[Stored data entries]
--------

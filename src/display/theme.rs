//! Terminal colors for CLI output.

use std::sync::LazyLock;

use console::Style;
use is_terminal::IsTerminal;

/// Shared theme instance.
pub static THEME: LazyLock<Theme> = LazyLock::new(Theme::default);

#[derive(Debug, Clone)]
pub struct Theme {
    pub success: Style,
    pub error: Style,
    pub warning: Style,
    pub header: Style,
    pub dim: Style,
    /// Bug ids in result listings
    pub bug_id: Style,
    /// Fused and per-field scores
    pub score: Style,
    pub path: Style,
}

impl Default for Theme {
    fn default() -> Self {
        Self {
            success: Style::new().green().bright(),
            error: Style::new().red().bright(),
            warning: Style::new().yellow().bright(),
            header: Style::new().cyan().bold(),
            dim: Style::new().dim(),
            bug_id: Style::new().yellow().bold(),
            score: Style::new().cyan(),
            path: Style::new().magenta(),
        }
    }
}

impl Theme {
    pub fn success_with_icon(&self, text: &str) -> String {
        self.with_icon("✓", &self.success, text)
    }

    pub fn error_with_icon(&self, text: &str) -> String {
        self.with_icon("✗", &self.error, text)
    }

    pub fn warning_with_icon(&self, text: &str) -> String {
        self.with_icon("⚠", &self.warning, text)
    }

    fn with_icon(&self, icon: &str, style: &Style, text: &str) -> String {
        if Self::should_disable_colors() {
            format!("{icon} {text}")
        } else {
            format!("{} {}", style.apply_to(icon), style.apply_to(text))
        }
    }

    /// Colors are off for `NO_COLOR` and when stdout is not a terminal.
    pub fn should_disable_colors() -> bool {
        std::env::var_os("NO_COLOR").is_some() || !std::io::stdout().is_terminal()
    }

    pub fn apply<T: std::fmt::Display>(&self, style: &Style, text: T) -> String {
        if Self::should_disable_colors() {
            text.to_string()
        } else {
            style.apply_to(text).to_string()
        }
    }
}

--------

Output, exactly and with nothing else, the lines from the line containing "pub fn should_disable_colors()" to the end of the entries.

TASK RESPONSE:
    pub fn should_disable_colors() -> bool {
        std::env::var_os("NO_COLOR").is_some() || !std::io::stdout().is_terminal()
    }

    pub fn apply<T: std::fmt::Display>(&self, style: &Style, text: T) -> String {
        if Self::should_disable_colors() {
            text.to_string()
        } else {
            style.apply_to(text).to_string()
        }
    }
}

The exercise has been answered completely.